Fruits and vegetables are excellent sources of many disease-fighting nutrients including fibre, folate, vitamins C and E, potassium and selenium, plus hundreds of antioxidant and anti-inflammatory phytochemicals, naturally occurring plant compounds that have disease-preventive properties. A diet plentiful in fruit and vegetables is associated with a slower rate of cognitive decline, healthy blood pressure and a lower risk of heart disease, stroke and certain types of cancer.

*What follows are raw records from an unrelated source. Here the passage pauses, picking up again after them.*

pub mod config;
pub mod domain;
pub mod errors;
pub mod password;
pub mod timezone;

pub use domain::candidate::TaskCandidate;
pub use domain::task::{Priority, Task, TaskDraft, TaskId, TaskStatus};
pub use domain::user::{ContactAlias, User, UserId};
pub use errors::{ApplicationError, DomainError, InterfaceError};
pub use timezone::ReferenceZone;
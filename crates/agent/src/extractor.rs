use std::sync::Arc;

use chrono::Utc;
use thiserror::Error;

use taskmint_core::config::ExtractionConfig;
use taskmint_core::domain::candidate::TaskCandidate;
use taskmint_core::domain::user::ContactAlias;
use taskmint_core::errors::DomainError;
use taskmint_core::timezone::ReferenceZone;

use crate::llm::LlmClient;
use crate::normalize::{normalize_response, NormalizeContext};
use crate::prompt::{render_extraction_prompt, PromptContext};

#[derive(Debug, Error)]
pub enum ExtractionError {
    #[error("input text is empty")]
    EmptyInput,
    #[error("input text is {chars} characters, above the {max} limit")]
    InputTooLong { chars: usize, max: usize },
    #[error("completion request failed")]
    Completion(#[source] anyhow::Error),
    #[error("model response was not valid JSON")]
    ResponseNotJson {
        #[source]
        source: serde_json::Error,
    },
    #[error("model response was not a JSON array")]
    ResponseNotArray,
    #[error("response element {index} is not an object")]
    ElementNotObject { index: usize },
    #[error("repaired candidate failed validation")]
    InvalidCandidate(#[from] DomainError),
}

impl ExtractionError {
    /// Whether the caller's input, rather than the model or transport, was
    /// at fault.
    pub fn is_input_error(&self) -> bool {
        matches!(self, Self::EmptyInput | Self::InputTooLong { .. })
    }
}

/// One-shot extraction orchestrator: build the prompt, make exactly one
/// completion call, repair what comes back. No retries; the http client's
/// timeout is the only bound on the call.
pub struct TaskExtractor {
    llm: Arc<dyn LlmClient>,
    zone: ReferenceZone,
    max_input_chars: usize,
}

impl TaskExtractor {
    pub fn new(llm: Arc<dyn LlmClient>, config: &ExtractionConfig) -> Self {
        Self {
            llm,
            zone: config.reference_zone().unwrap_or_default(),
            max_input_chars: config.max_input_chars,
        }
    }

    pub fn reference_zone(&self) -> ReferenceZone {
        self.zone
    }

    pub async fn extract(
        &self,
        text: &str,
        acting_user_name: &str,
        contacts: &[ContactAlias],
    ) -> Result<Vec<TaskCandidate>, ExtractionError> {
        let trimmed = text.trim();
        if trimmed.is_empty() {
            return Err(ExtractionError::EmptyInput);
        }
        let chars = trimmed.chars().count();
        if chars > self.max_input_chars {
            return Err(ExtractionError::InputTooLong { chars, max: self.max_input_chars });
        }

        let now = Utc::now();
        let prompt = render_extraction_prompt(
            trimmed,
            &PromptContext { now, zone: self.zone, user_name: acting_user_name, contacts },
        );

        let raw = self.llm.complete(&prompt).await.map_err(ExtractionError::Completion)?;

        let candidates = normalize_response(
            &raw,
            &NormalizeContext { fallback_assignee: acting_user_name, now, zone: self.zone },
        )?;
        for candidate in &candidates {
            candidate.validate()?;
        }
        Ok(candidates)
    }
}
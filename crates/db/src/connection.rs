use std::time::Duration;

use sqlx::sqlite::SqlitePoolOptions;

use taskmint_core::config::DatabaseConfig;

pub type DbPool = sqlx::SqlitePool;

pub async fn connect(config: &DatabaseConfig) -> Result<DbPool, sqlx::Error> {
    connect_with_settings(&config.url, config.max_connections, config.timeout_secs).await
}

pub async fn connect_with_settings(
    database_url: &str,
    max_connections: u32,
    timeout_secs: u64,
) -> Result<DbPool, sqlx::Error> {
    SqlitePoolOptions::new()
        .max_connections(max_connections.max(1))
        .acquire_timeout(Duration::from_secs(timeout_secs.max(1)))
        .after_connect(|conn, _meta| {
            Box::pin(async move {
                sqlx::query("PRAGMA foreign_keys = ON").execute(&mut *conn).await?;
                sqlx::query("PRAGMA journal_mode = WAL").execute(&mut *conn).await?;
                sqlx::query("PRAGMA busy_timeout = 5000").execute(&mut *conn).await?;
                Ok(())
            })
        })
        .connect(database_url)
        .await
}
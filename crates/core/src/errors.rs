use thiserror::Error;

#[derive(Clone, Debug, Error, PartialEq)]
pub enum DomainError {
    #[error("task name must be between 1 and 100 characters, got {0}")]
    InvalidTaskNameLength(usize),
    #[error("unknown priority `{0}` (expected P1|P2|P3|P4)")]
    InvalidPriority(String),
    #[error("unknown task status `{0}` (expected todo|in-progress|completed)")]
    InvalidStatus(String),
    #[error("confidence {0} is outside [0.0, 1.0]")]
    ConfidenceOutOfRange(f64),
    #[error("domain invariant violation: {0}")]
    InvariantViolation(String),
}

#[derive(Clone, Debug, Error, PartialEq)]
pub enum ApplicationError {
    #[error(transparent)]
    Domain(#[from] DomainError),
    #[error("persistence failure: {0}")]
    Persistence(String),
    #[error("integration failure: {0}")]
    Integration(String),
    #[error("configuration failure: {0}")]
    Configuration(String),
}

#[derive(Clone, Debug, Error, PartialEq)]
pub enum InterfaceError {
    #[error("bad request: {message}")]
    BadRequest { message: String, correlation_id: String },
    #[error("unauthorized: {message}")]
    Unauthorized { message: String, correlation_id: String },
    #[error("not found: {message}")]
    NotFound { message: String, correlation_id: String },
    #[error("service unavailable: {message}")]
    ServiceUnavailable { message: String, correlation_id: String },
    #[error("internal error: {message}")]
    Internal { message: String, correlation_id: String },
}

impl InterfaceError {
    pub fn user_message(&self) -> &'static str {
        match self {
            Self::BadRequest { .. } => {
                "The request could not be processed. Check inputs and try again."
            }
            Self::Unauthorized { .. } => "Authentication is required or the credentials are invalid.",
            Self::NotFound { .. } => {
                "The requested task was not found or you don't have permission to access it."
            }
            Self::ServiceUnavailable { .. } => {
                "The service is temporarily unavailable. Please retry shortly."
            }
            Self::Internal { .. } => "An unexpected internal error occurred.",
        }
    }
}

impl ApplicationError {
    pub fn into_interface(self, correlation_id: impl Into<String>) -> InterfaceError {
        let correlation_id = correlation_id.into();
        let mut mapped = InterfaceError::from(self);
        match &mut mapped {
            InterfaceError::BadRequest { correlation_id: id, .. }
            | InterfaceError::Unauthorized { correlation_id: id, .. }
            | InterfaceError::NotFound { correlation_id: id, .. }
            | InterfaceError::ServiceUnavailable { correlation_id: id, .. }
            | InterfaceError::Internal { correlation_id: id, .. } => *id = correlation_id,
        }
        mapped
    }
}

impl From<ApplicationError> for InterfaceError {
    fn from(value: ApplicationError) -> Self {
        match value {
            ApplicationError::Domain(error) => Self::BadRequest {
                message: error.to_string(),
                correlation_id: "unassigned".to_owned(),
            },
            ApplicationError::Persistence(message) | ApplicationError::Integration(message) => {
                Self::ServiceUnavailable { message, correlation_id: "unassigned".to_owned() }
            }
            ApplicationError::Configuration(message) => {
                Self::Internal { message, correlation_id: "unassigned".to_owned() }
            }
        }
    }
}

#[cfg(test)]
mod tests {
    use crate::errors::{ApplicationError, DomainError, InterfaceError};

    #[test]
    fn domain_error_maps_to_bad_request_interface_error() {
        let interface =
            ApplicationError::from(DomainError::InvalidTaskNameLength(0)).into_interface("req-1");

        assert!(matches!(
            interface,
            InterfaceError::BadRequest {
                ref correlation_id,
                ..
            } if correlation_id == "req-1"
        ));
    }

    #[test]
    fn persistence_error_maps_to_service_unavailable() {
        let interface = ApplicationError::Persistence("database lock timeout".to_owned())
            .into_interface("req-2");

        assert!(matches!(interface, InterfaceError::ServiceUnavailable { .. }));
        assert_eq!(
            interface.user_message(),
            "The service is temporarily unavailable. Please retry shortly."
        );
    }

    #[test]
    fn configuration_error_maps_to_internal() {
        let interface = ApplicationError::Configuration("missing jwt secret".to_owned())
            .into_interface("req-3");

        assert!(matches!(interface, InterfaceError::Internal { .. }));
        assert_eq!(interface.user_message(), "An unexpected internal error occurred.");
    }
}
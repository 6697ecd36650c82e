//! Fixed-window per-client rate limiting for the credential endpoints.

use std::collections::HashMap;
use std::convert::Infallible;
use std::net::SocketAddr;
use std::sync::Mutex;
use std::time::{Duration, Instant};

use axum::extract::{ConnectInfo, FromRequestParts};
use axum::http::request::Parts;

#[derive(Clone, Copy, Debug)]
pub struct RateLimitPolicy {
    pub name: &'static str,
    pub window: Duration,
    pub max_requests: u32,
}

pub const REGISTER_POLICY: RateLimitPolicy = RateLimitPolicy {
    name: "register",
    window: Duration::from_secs(60 * 60),
    max_requests: 10,
};

pub const LOGIN_POLICY: RateLimitPolicy = RateLimitPolicy {
    name: "login",
    window: Duration::from_secs(15 * 60),
    max_requests: 10,
};

struct Window {
    started_at: Instant,
    count: u32,
}

#[derive(Default)]
pub struct RateLimiter {
    windows: Mutex<HashMap<(String, &'static str), Window>>,
}

impl RateLimiter {
    pub fn new() -> Self {
        Self::default()
    }

    pub fn try_acquire(&self, policy: &RateLimitPolicy, client: &str) -> bool {
        self.try_acquire_at(policy, client, Instant::now())
    }

    fn try_acquire_at(&self, policy: &RateLimitPolicy, client: &str, now: Instant) -> bool {
        let mut windows = match self.windows.lock() {
            Ok(guard) => guard,
            Err(poisoned) => poisoned.into_inner(),
        };

        let window = windows
            .entry((client.to_string(), policy.name))
            .or_insert(Window { started_at: now, count: 0 });

        if now.duration_since(window.started_at) >= policy.window {
            window.started_at = now;
            window.count = 0;
        }

        if window.count >= policy.max_requests {
            return false;
        }
        window.count += 1;
        true
    }
}

/// Best-effort client identity for rate limiting: the first
/// `X-Forwarded-For` hop when present, the socket peer address otherwise.
pub struct ClientIp(pub String);

impl<S: Send + Sync> FromRequestParts<S> for ClientIp {
    type Rejection = Infallible;

    async fn from_request_parts(parts: &mut Parts, _state: &S) -> Result<Self, Self::Rejection> {
        let forwarded = parts
            .headers
            .get("x-forwarded-for")
            .and_then(|value| value.to_str().ok())
            .and_then(|value| value.split(',').next())
            .map(|value| value.trim().to_string())
            .filter(|value| !value.is_empty());

        if let Some(ip) = forwarded {
            return Ok(Self(ip));
        }

        let peer = parts
            .extensions
            .get::<ConnectInfo<SocketAddr>>()
            .map(|ConnectInfo(address)| address.ip().to_string());

        Ok(Self(peer.unwrap_or_else(|| "unknown".to_string())))
    }
}
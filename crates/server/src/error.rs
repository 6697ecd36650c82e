use axum::{http::StatusCode, response::IntoResponse, response::Response, Json};
use serde_json::json;
use uuid::Uuid;

use taskmint_agent::ExtractionError;
use taskmint_core::errors::{ApplicationError, DomainError, InterfaceError};
use taskmint_db::RepositoryError;

/// Uniform JSON failure envelope: `{success: false, message, correlationId}`.
/// Client-fault statuses carry the specific message; server-fault statuses
/// carry a generic one and log the detail under the correlation id.
#[derive(Debug)]
pub struct ApiError {
    status: StatusCode,
    message: String,
    correlation_id: String,
}

impl ApiError {
    fn new(status: StatusCode, message: impl Into<String>) -> Self {
        Self { status, message: message.into(), correlation_id: Uuid::new_v4().to_string() }
    }

    pub fn bad_request(message: impl Into<String>) -> Self {
        Self::new(StatusCode::BAD_REQUEST, message)
    }

    pub fn unauthorized(message: impl Into<String>) -> Self {
        Self::new(StatusCode::UNAUTHORIZED, message)
    }

    pub fn not_found(message: impl Into<String>) -> Self {
        Self::new(StatusCode::NOT_FOUND, message)
    }

    pub fn too_many_requests(message: impl Into<String>) -> Self {
        Self::new(StatusCode::TOO_MANY_REQUESTS, message)
    }

    pub fn internal(message: impl Into<String>) -> Self {
        Self::new(StatusCode::INTERNAL_SERVER_ERROR, message)
    }

    fn from_application(error: ApplicationError) -> Self {
        let correlation_id = Uuid::new_v4().to_string();
        let detail = error.to_string();
        let interface = error.into_interface(correlation_id.clone());

        let (status, message) = match &interface {
            InterfaceError::BadRequest { message, .. } => {
                (StatusCode::BAD_REQUEST, message.clone())
            }
            InterfaceError::Unauthorized { .. } => {
                (StatusCode::UNAUTHORIZED, interface.user_message().to_string())
            }
            InterfaceError::NotFound { .. } => {
                (StatusCode::NOT_FOUND, interface.user_message().to_string())
            }
            InterfaceError::ServiceUnavailable { .. } => {
                (StatusCode::SERVICE_UNAVAILABLE, interface.user_message().to_string())
            }
            InterfaceError::Internal { .. } => {
                (StatusCode::INTERNAL_SERVER_ERROR, interface.user_message().to_string())
            }
        };

        if status.is_server_error() {
            tracing::error!(
                event_name = "api.request.failed",
                correlation_id = %correlation_id,
                detail = %detail,
                "request failed"
            );
        }

        Self { status, message, correlation_id }
    }
}

impl From<DomainError> for ApiError {
    fn from(error: DomainError) -> Self {
        Self::from_application(ApplicationError::Domain(error))
    }
}

impl From<RepositoryError> for ApiError {
    fn from(error: RepositoryError) -> Self {
        Self::from_application(ApplicationError::Persistence(error.to_string()))
    }
}

impl From<ExtractionError> for ApiError {
    fn from(error: ExtractionError) -> Self {
        if error.is_input_error() {
            return Self::bad_request(error.to_string());
        }

        let correlation_id = Uuid::new_v4().to_string();
        tracing::error!(
            event_name = "api.extraction.failed",
            correlation_id = %correlation_id,
            detail = %error,
            "task extraction failed"
        );
        Self {
            status: StatusCode::BAD_GATEWAY,
            message: "Failed to extract tasks from the provided text. Please try again."
                .to_string(),
            correlation_id,
        }
    }
}

impl IntoResponse for ApiError {
    fn into_response(self) -> Response {
        let body = json!({
            "success": false,
            "message": self.message,
            "correlationId": self.correlation_id,
        });
        (self.status, Json(body)).into_response()
    }
}

#[cfg(test)]
mod tests {
    use axum::http::StatusCode;

    use taskmint_agent::ExtractionError;
    use taskmint_core::errors::DomainError;

    use super::ApiError;

    #[test]
    fn domain_errors_map_to_bad_request_with_their_message() {
        let error = ApiError::from(DomainError::InvalidTaskNameLength(0));
        assert_eq!(error.status, StatusCode::BAD_REQUEST);
        assert!(error.message.contains("task name"));
    }

    #[test]
    fn extraction_input_errors_are_the_callers_fault() {
        let error = ApiError::from(ExtractionError::EmptyInput);
        assert_eq!(error.status, StatusCode::BAD_REQUEST);
    }

    #[test]
    fn extraction_upstream_errors_map_to_bad_gateway() {
        let error =
            ApiError::from(ExtractionError::Completion(anyhow::anyhow!("connection reset")));
        assert_eq!(error.status, StatusCode::BAD_GATEWAY);
        assert!(!error.message.contains("connection reset"), "detail must not leak to clients");
    }
}
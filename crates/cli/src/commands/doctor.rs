use secrecy::ExposeSecret;
use serde::Serialize;
use taskmint_core::config::{AppConfig, LoadOptions};
use taskmint_db::connect_with_settings;

#[derive(Clone, Copy, Debug, PartialEq, Eq, Serialize)]
#[serde(rename_all = "snake_case")]
enum CheckStatus {
    Pass,
    Fail,
    Skipped,
}

#[derive(Debug, Serialize)]
struct DoctorCheck {
    name: &'static str,
    status: CheckStatus,
    details: String,
}

#[derive(Debug, Serialize)]
struct DoctorReport {
    overall_status: CheckStatus,
    summary: String,
    checks: Vec<DoctorCheck>,
}

pub fn run(json_output: bool) -> String {
    let report = build_report();

    if json_output {
        return serde_json::to_string_pretty(&report).unwrap_or_else(|error| {
            format!(
                "{{\"overall_status\":\"fail\",\"summary\":\"doctor serialization failed\",\"error\":\"{}\"}}",
                escape_json(&error.to_string())
            )
        });
    }

    render_human(&report)
}

fn build_report() -> DoctorReport {
    let mut checks = Vec::new();

    match AppConfig::load(LoadOptions::default()) {
        Ok(config) => {
            checks.push(DoctorCheck {
                name: "config_validation",
                status: CheckStatus::Pass,
                details: "configuration loaded and validated".to_string(),
            });
            checks.push(check_auth_secret(&config));
            checks.push(check_llm_endpoint(&config));
            checks.push(check_database_connectivity(&config));
        }
        Err(error) => {
            checks.push(DoctorCheck {
                name: "config_validation",
                status: CheckStatus::Fail,
                details: error.to_string(),
            });
            for name in ["auth_secret_readiness", "llm_endpoint", "database_connectivity"] {
                checks.push(DoctorCheck {
                    name,
                    status: CheckStatus::Skipped,
                    details: "skipped because configuration did not load".to_string(),
                });
            }
        }
    }

    let all_pass = checks.iter().all(|check| check.status == CheckStatus::Pass);
    let overall_status = if all_pass { CheckStatus::Pass } else { CheckStatus::Fail };
    let summary = if all_pass {
        "doctor: all readiness checks passed".to_string()
    } else {
        "doctor: one or more readiness checks failed".to_string()
    };

    DoctorReport { overall_status, summary, checks }
}

fn check_auth_secret(config: &AppConfig) -> DoctorCheck {
    let length = config.auth.jwt_secret.expose_secret().trim().len();
    DoctorCheck {
        name: "auth_secret_readiness",
        status: CheckStatus::Pass,
        details: format!("jwt secret present ({length} bytes, validated by config contract)"),
    }
}

fn check_llm_endpoint(config: &AppConfig) -> DoctorCheck {
    DoctorCheck {
        name: "llm_endpoint",
        status: CheckStatus::Pass,
        details: format!(
            "provider {:?} with model `{}` (credentials validated by config contract)",
            config.llm.provider, config.llm.model
        ),
    }
}

fn check_database_connectivity(config: &AppConfig) -> DoctorCheck {
    let runtime = match tokio::runtime::Builder::new_current_thread().enable_all().build() {
        Ok(runtime) => runtime,
        Err(error) => {
            return DoctorCheck {
                name: "database_connectivity",
                status: CheckStatus::Fail,
                details: format!("failed to initialize async runtime: {error}"),
            };
        }
    };

    let result = runtime.block_on(async {
        let pool = connect_with_settings(
            &config.database.url,
            config.database.max_connections,
            config.database.timeout_secs,
        )
        .await
        .map_err(|error| format!("failed to connect to database: {error}"))?;

        pool.close().await;
        Ok::<(), String>(())
    });

    match result {
        Ok(()) => DoctorCheck {
            name: "database_connectivity",
            status: CheckStatus::Pass,
            details: format!("connected using `{}`", config.database.url),
        },
        Err(error) => {
            DoctorCheck { name: "database_connectivity", status: CheckStatus::Fail, details: error }
        }
    }
}

fn render_human(report: &DoctorReport) -> String {
    let mut lines = Vec::new();
    lines.push(report.summary.clone());

    for check in &report.checks {
        let marker = match check.status {
            CheckStatus::Pass => "ok",
            CheckStatus::Fail => "fail",
            CheckStatus::Skipped => "skip",
        };
        lines.push(format!("- [{marker}] {}: {}", check.name, check.details));
    }

    lines.join("\n")
}

fn escape_json(value: &str) -> String {
    value.replace('\\', "\\\\").replace('"', "\\\"")
}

But are fruits and vegetables nutritionally equivalent?
The short answer is: no. While the two categories offer similar vitamins and minerals, they have different nutrient and phytochemical profiles. Just as different whole grains, legumes and nuts do.
Many types of fruits and vegetables, for instance, contain decent amounts of vitamin C, needed for a healthy immune system, and potassium, a mineral that regulates blood pressure.
Leafy green vegetables, though, are the best sources of certain carotenoids associated with healthy brain ageing and a lower risk of cataract and macular degeneration. Carotenoids are also needed for healthy skin and immune function.
If you’re looking for anti-cancer phytochemicals called glucosinolates, you’ll find them only in cruciferous vegetables such as broccoli, Brussels sprouts and cauliflower.
So, eating a mix of fruits and vegetables is the best way to consume a wide variety of vitamins, minerals and phytochemicals.